Timeline and Case Documents

In The News

West Haven Can Build a Shopping Mall Without Bob’s Property—It Just Doesn’t Want To

Bob McGinnity is not against development in West Haven—in fact, he has offered to sell his large backyard to the city for use in the shopping center, provided he and his uncle get to stay in their homes. City officials have refused to even consider his offer. Building around Bob and his uncle would require the relocation of a few small stores, at the most—a small price to pay to avoid destroying a retiree’s childhood home and throwing his elderly uncle out of his last remaining refuge.

In other words, this case does not present a choice between letting retirees stay in their homes and having economic development in West Haven. This case presents a choice between letting retirees stay in their homes and building this specific strip mall design. Faced with both choices, West Haven has decided that the retirees must go.

Bob and Michael do not know where they will go if they lose their homes. But they do know they have a right to stay and to keep what they have worked all their lives for.

Like Kelo, But Worse—Much Worse

Under the power of eminent domain, the government can take private property. For years, the Fifth Amendment to the U.S. Constitution and similar provisions in state constitutions greatly restricted this power. Under the Constitution, eminent domain must be for a “public use” and provide “just compensation” to the property owner.

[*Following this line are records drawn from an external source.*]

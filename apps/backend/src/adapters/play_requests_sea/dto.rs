//! DTOs for play_requests_sea adapter.

use time::OffsetDateTime;
use uuid::Uuid;

/// Insert-or-replace payload keyed by `(requester_id, activity)`.
#[derive(Debug, Clone)]
pub struct PlayRequestUpsert {
    pub requester_id: Uuid,
    pub activity: String,
    pub lat: f64,
    pub lon: f64,
    pub range_km: f64,
    pub starts_at: Option<OffsetDateTime>,
    pub expires_at: OffsetDateTime,
}
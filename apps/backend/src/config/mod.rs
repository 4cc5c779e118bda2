pub mod db;
pub mod matching;

pub use matching::MatchConfig;
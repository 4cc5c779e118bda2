//! SeaORM adapters. Functions are generic over `ConnectionTrait` and return
//! `DbErr`; `repos::sea_store` maps results into domain types.

pub mod games_sea;
pub mod play_requests_sea;

use sea_orm::sea_query::Condition;
use sea_orm::ColumnTrait;

/// Rectangle filter: latitude between bounds and longitude in any of the
/// (already normalised) ranges.
pub(crate) fn area_condition<C: ColumnTrait>(
    lat_col: C,
    lon_col: C,
    lat_min: f64,
    lat_max: f64,
    lon_ranges: &[(f64, f64)],
) -> Condition {
    let lon_any = lon_ranges
        .iter()
        .fold(Condition::any(), |cond, (min, max)| {
            cond.add(lon_col.between(*min, *max))
        });
    Condition::all()
        .add(lat_col.between(lat_min, lat_max))
        .add(lon_any)
}
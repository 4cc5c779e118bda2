use std::future::Future;
use std::ops::Deref;
use std::pin::Pin;

use actix_web::dev::Payload;
use actix_web::http::header::CONTENT_LENGTH;
use actix_web::{FromRequest, HttpRequest};
use bytes::BytesMut;
use futures_util::StreamExt;
use serde::de::DeserializeOwned;
use serde_json::error::Category;
use serde_json::Error as JsonError;
use tracing::{debug, warn};

use crate::error::AppError;
use crate::errors::ErrorCode;
use crate::trace_ctx;

/// Body size accepted when no [`JsonBodyLimit`] is registered.
pub const DEFAULT_JSON_LIMIT: usize = 64 * 1024;

/// Per-app override of the body cap, registered with `App::app_data`.
#[derive(Debug, Clone, Copy, PartialEq, Eq)]
pub struct JsonBodyLimit(pub usize);

impl Default for JsonBodyLimit {
    fn default() -> Self {
        Self(DEFAULT_JSON_LIMIT)
    }
}

/// JSON body extractor whose failures come back as problem details.
///
/// Bodies over the configured limit are refused with 413 before they are
/// buffered in full. A missing required field maps to `MISSING_FIELD`; every
/// other parse failure maps to `BAD_REQUEST` with a sanitized detail.
#[derive(Debug)]
pub struct ValidatedJson<T>(pub T);

impl<T> ValidatedJson<T> {
    pub fn into_inner(self) -> T {
        self.0
    }
}

impl<T> Deref for ValidatedJson<T> {
    type Target = T;

    fn deref(&self) -> &Self::Target {
        &self.0
    }
}

impl<T> FromRequest for ValidatedJson<T>
where
    T: DeserializeOwned + 'static,
{
    type Error = AppError;
    type Future = Pin<Box<dyn Future<Output = Result<Self, Self::Error>>>>;

    fn from_request(req: &HttpRequest, payload: &mut Payload) -> Self::Future {
        let limit = req
            .app_data::<JsonBodyLimit>()
            .copied()
            .unwrap_or_default()
            .0;
        let declared = req
            .headers()
            .get(CONTENT_LENGTH)
            .and_then(|v| v.to_str().ok())
            .and_then(|v| v.parse::<usize>().ok());
        let mut payload = payload.take();

        Box::pin(async move {
            let trace_id = trace_ctx::trace_id();

            if let Some(len) = declared.filter(|len| *len > limit) {
                debug!(trace_id = %trace_id, declared = len, limit, "body refused by length");
                return Err(too_large(limit));
            }

            let mut body = BytesMut::with_capacity(declared.unwrap_or(0).min(limit));
            while let Some(chunk) = payload.next().await {
                let chunk = chunk.map_err(|e| {
                    warn!(trace_id = %trace_id, error = %e, "request body read failed");
                    AppError::bad_request(ErrorCode::BadRequest, "Failed to read request body")
                })?;
                if body.len() + chunk.len() > limit {
                    debug!(trace_id = %trace_id, limit, "body refused while streaming");
                    return Err(too_large(limit));
                }
                body.extend_from_slice(&chunk);
            }

            serde_json::from_slice::<T>(&body)
                .map(ValidatedJson)
                .map_err(|e| {
                    debug!(
                        trace_id = %trace_id,
                        error = %e,
                        body_size = body.len(),
                        "request body rejected"
                    );
                    parse_error(&e)
                })
        })
    }
}

fn too_large(limit: usize) -> AppError {
    AppError::payload_too_large(format!("Request body exceeds {limit} bytes"))
}

fn parse_error(error: &JsonError) -> AppError {
    match missing_field(error) {
        Some(field) => AppError::invalid(
            ErrorCode::MissingField,
            format!("Missing required field '{field}'"),
        ),
        None => AppError::bad_request(ErrorCode::BadRequest, describe(error)),
    }
}

/// Name of the absent field when serde reports "missing field `x`".
fn missing_field(error: &JsonError) -> Option<String> {
    if error.classify() != Category::Data {
        return None;
    }
    let msg = error.to_string();
    let rest = msg.strip_prefix("missing field `")?;
    let end = rest.find('`')?;
    Some(rest[..end].to_string())
}

/// Client-safe summary; never echoes body content.
fn describe(error: &JsonError) -> String {
    match error.classify() {
        Category::Syntax => format!("Invalid JSON at line {}", error.line()),
        Category::Eof => "Invalid JSON: unexpected end of input".into(),
        Category::Data => "Invalid JSON: wrong types for one or more fields".into(),
        Category::Io => "Invalid JSON: body could not be read".into(),
    }
}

Traditionally, these “public uses” have been understood as public projects such as schools, roads, infrastructure and public utilities.

Unfortunately, the U.S. Supreme Court dramatically expanded this power and gave the green light for local and state governments to abuse eminent domain in the now infamous Kelo v. New London decision.

IJ represented Susette Kelo and other homeowners in New London, Connecticut to save their homes from being demolished. But in a narrow 5-4 decision, the Supreme Court instead upheld the taking of their homes under the guise of “economic development.”

That decision led to immediate public outcry. It is no exaggeration to say that the Kelo case represents the most reviled Supreme Court decision in modern history. And that outcry led to real results: 44 states have changed their laws to make Kelo-style takings more difficult and nine state high courts have either rejected the Kelo rule under their own constitutions or otherwise strengthened protections for property owners in the wake of the decision.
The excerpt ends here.